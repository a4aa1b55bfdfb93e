use thiserror::Error;

/// Top-level error for every fallible tether operation.
#[derive(Debug, Error)]
pub enum TetherError {
    /// Malformed builder input, raised before any statement is issued
    #[error("Usage error: {0}")]
    Usage(#[from] UsageError),

    /// Entity state would reach storage in an inconsistent shape
    #[error("Consistency error: {0}")]
    Consistency(#[from] ConsistencyError),

    /// A relation could not be resolved or synchronized
    #[error("Relation error: {0}")]
    Relation(#[from] RelationError),

    /// Converting between in-memory and storage values failed
    #[error("Codec error: {0}")]
    Codec(#[from] CodecError),

    /// Error reported by the storage collaborator
    #[error("Storage error: {0}")]
    Storage(String),

    /// A write affected zero rows while `ZeroRowPolicy::Error` is configured
    #[error("No rows affected: {0}")]
    NoRowsAffected(String),
}

/// Build-time usage errors.
#[derive(Debug, Error, PartialEq, Eq)]
pub enum UsageError {
    #[error("an empty list cannot be used as a filter")]
    EmptyFilter,

    #[error("IN comparison on `{column}` requires a list value")]
    InExpectsList { column: String },

    #[error("`{sign}` comparison on `{column}` cannot take a {operand} operand")]
    InvalidOperand {
        column: String,
        sign: &'static str,
        operand: &'static str,
    },

    #[error("entity definition is missing a table name")]
    MissingTable,

    #[error("entity `{table}` declares no primary column")]
    MissingPrimary { table: String },

    #[error("entity `{table}` declares `{second}` as primary but `{first}` is already primary")]
    DuplicatePrimary {
        table: String,
        first: String,
        second: String,
    },

    #[error("entity `{table}` declares column `{column}` twice")]
    DuplicateColumn { table: String, column: String },

    #[error("entity `{table}` declares relation `{relation}` twice")]
    DuplicateRelation { table: String, relation: String },

    #[error("entity `{table}` has no column `{column}`")]
    UnknownColumn { table: String, column: String },

    #[error("entity `{table}` has no relation `{relation}`")]
    UnknownRelation { table: String, relation: String },

    #[error("relation `{relation}` is not {expected}")]
    WrongRelationKind {
        relation: String,
        expected: &'static str,
    },

    #[error("relation `{relation}` is required and cannot be unset")]
    RequiredRelation { relation: String },

    #[error("relation `{relation}` expects `{expected}` entities, got `{found}`")]
    WrongTarget {
        relation: String,
        expected: String,
        found: String,
    },
}

/// Entity state that must not reach storage.
#[derive(Debug, Error, PartialEq, Eq)]
pub enum ConsistencyError {
    #[error(
        "foreign key `{table}`.`{column}` was modified directly; use the relation-setting operation for `{relation}` instead"
    )]
    ForeignKeyModified {
        table: String,
        column: String,
        relation: String,
    },

    #[error("relation `{relation}` on `{table}` references an entity that has not been saved")]
    UnsavedTarget { table: String, relation: String },

    #[error("auto-increment primary key `{table}`.`{column}` cannot be assigned manually")]
    ManualAutoIncrement { table: String, column: String },

    #[error("entity `{table}` is marked as persisted but has no primary key")]
    MissingPrimaryKey { table: String },

    #[error("column `{table}`.`{column}` is required but has no value")]
    MissingColumn { table: String, column: String },

    #[error("column `{table}`.`{column}` is not nullable")]
    NullColumn { table: String, column: String },

    #[error("entity `{table}` does not exist in storage")]
    NotPersisted { table: String },
}

/// Relation resolution failures.
#[derive(Debug, Error, PartialEq, Eq)]
pub enum RelationError {
    #[error("no `{target}` row with primary key {key} for required relation of `{source_table}`")]
    MissingTarget {
        source_table: String,
        target: String,
        key: String,
    },

    #[error("{operation} on `{link_table}` affected {actual} rows, expected {expected}")]
    LinkMismatch {
        link_table: String,
        operation: &'static str,
        expected: u64,
        actual: u64,
    },
}

/// Value conversion failures.
#[derive(Debug, Error, PartialEq, Eq)]
pub enum CodecError {
    #[error("column `{column}` expects {expected}, found {found}")]
    TypeMismatch {
        column: String,
        expected: &'static str,
        found: String,
    },

    #[error("column `{column}` holds an invalid {kind}: {value}")]
    InvalidTemporal {
        column: String,
        kind: &'static str,
        value: String,
    },

    #[error("column `{column}` holds invalid JSON: {message}")]
    Json { column: String, message: String },

    #[error("column `{column}` was encoded with version {found}, newer than supported {current}")]
    UnsupportedVersion {
        column: String,
        found: u32,
        current: u32,
    },

    #[error("column `{column}` migration from version {from}: {message}")]
    Migration {
        column: String,
        from: u32,
        message: String,
    },
}

/// Result type for tether operations
pub type Result<T> = std::result::Result<T, TetherError>;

**YOUR OBJECTIVE**
The data are to be transcribed in full, exactly as given.

**SOLUTION TO THIS TASK**
repository a4aa1b55bfdfb93e
use thiserror::Error;

/// Top-level error for every fallible tether operation.
#[derive(Debug, Error)]
pub enum TetherError {
    /// Malformed builder input, raised before any statement is issued
    #[error("Usage error: {0}")]
    Usage(#[from] UsageError),

    /// Entity state would reach storage in an inconsistent shape
    #[error("Consistency error: {0}")]
    Consistency(#[from] ConsistencyError),

    /// A relation could not be resolved or synchronized
    #[error("Relation error: {0}")]
    Relation(#[from] RelationError),

    /// Converting between in-memory and storage values failed
    #[error("Codec error: {0}")]
    Codec(#[from] CodecError),

    /// Error reported by the storage collaborator
    #[error("Storage error: {0}")]
    Storage(String),

    /// A write affected zero rows while `ZeroRowPolicy::Error` is configured
    #[error("No rows affected: {0}")]
    NoRowsAffected(String),
}

/// Build-time usage errors.
#[derive(Debug, Error, PartialEq, Eq)]
pub enum UsageError {
    #[error("an empty list cannot be used as a filter")]
    EmptyFilter,

    #[error("IN comparison on `{column}` requires a list value")]
    InExpectsList { column: String },

    #[error("`{sign}` comparison on `{column}` cannot take a {operand} operand")]
    InvalidOperand {
        column: String,
        sign: &'static str,
        operand: &'static str,
    },

    #[error("entity definition is missing a table name")]
    MissingTable,

    #[error("entity `{table}` declares no primary column")]
    MissingPrimary { table: String },

    #[error("entity `{table}` declares `{second}` as primary but `{first}` is already primary")]
    DuplicatePrimary {
        table: String,
        first: String,
        second: String,
    },

    #[error("entity `{table}` declares column `{column}` twice")]
    DuplicateColumn { table: String, column: String },

    #[error("entity `{table}` declares relation `{relation}` twice")]
    DuplicateRelation { table: String, relation: String },

    #[error("entity `{table}` has no column `{column}`")]
    UnknownColumn { table: String, column: String },

    #[error("entity `{table}` has no relation `{relation}`")]
    UnknownRelation { table: String, relation: String },

    #[error("relation `{relation}` is not {expected}")]
    WrongRelationKind {
        relation: String,
        expected: &'static str,
    },

    #[error("relation `{relation}` is required and cannot be unset")]
    RequiredRelation { relation: String },

    #[error("relation `{relation}` expects `{expected}` entities, got `{found}`")]
    WrongTarget {
        relation: String,
        expected: String,
        found: String,
    },
}

/// Entity state that must not reach storage.
#[derive(Debug, Error, PartialEq, Eq)]
pub enum ConsistencyError {
    #[error(
        "foreign key `{table}`.`{column}` was modified directly; use the relation-setting operation for `{relation}` instead"
    )]
    ForeignKeyModified {
        table: String,
        column: String,
        relation: String,
    },

    #[error("relation `{relation}` on `{table}` references an entity that has not been saved")]
    UnsavedTarget { table: String, relation: String },

    #[error("auto-increment primary key `{table}`.`{column}` cannot be assigned manually")]
    ManualAutoIncrement { table: String, column: String },

    #[error("entity `{table}` is marked as persisted but has no primary key")]
    MissingPrimaryKey { table: String },

    #[error("column `{table}`.`{column}` is required but has no value")]
    MissingColumn { table: String, column: String },

    #[error("column `{table}`.`{column}` is not nullable")]
    NullColumn { table: String, column: String },

    #[error("entity `{table}` does not exist in storage")]
    NotPersisted { table: String },
}

/// Relation resolution failures.
#[derive(Debug, Error, PartialEq, Eq)]
pub enum RelationError {
    #[error("no `{target}` row with primary key {key} for required relation of `{source_table}`")]
    MissingTarget {
        source_table: String,
        target: String,
        key: String,
    },

    #[error("{operation} on `{link_table}` affected {actual} rows, expected {expected}")]
    LinkMismatch {
        link_table: String,
        operation: &'static str,
        expected: u64,
        actual: u64,
    },
}

/// Value conversion failures.
#[derive(Debug, Error, PartialEq, Eq)]
pub enum CodecError {
    #[error("column `{column}` expects {expected}, found {found}")]
    TypeMismatch {
        column: String,
        expected: &'static str,
        found: String,
    },

    #[error("column `{column}` holds an invalid {kind}: {value}")]
    InvalidTemporal {
        column: String,
        kind: &'static str,
        value: String,
    },

    #[error("column `{column}` holds invalid JSON: {message}")]
    Json { column: String, message: String },

    #[error("column `{column}` was encoded with version {found}, newer than supported {current}")]
    UnsupportedVersion {
        column: String,
        found: u32,
        current: u32,
    },

    #[error("column `{column}` migration from version {from}: {message}")]
    Migration {
        column: String,
        from: u32,
        message: String,
    },
}

/// Result type for tether operations
pub type Result<T> = std::result::Result<T, TetherError>;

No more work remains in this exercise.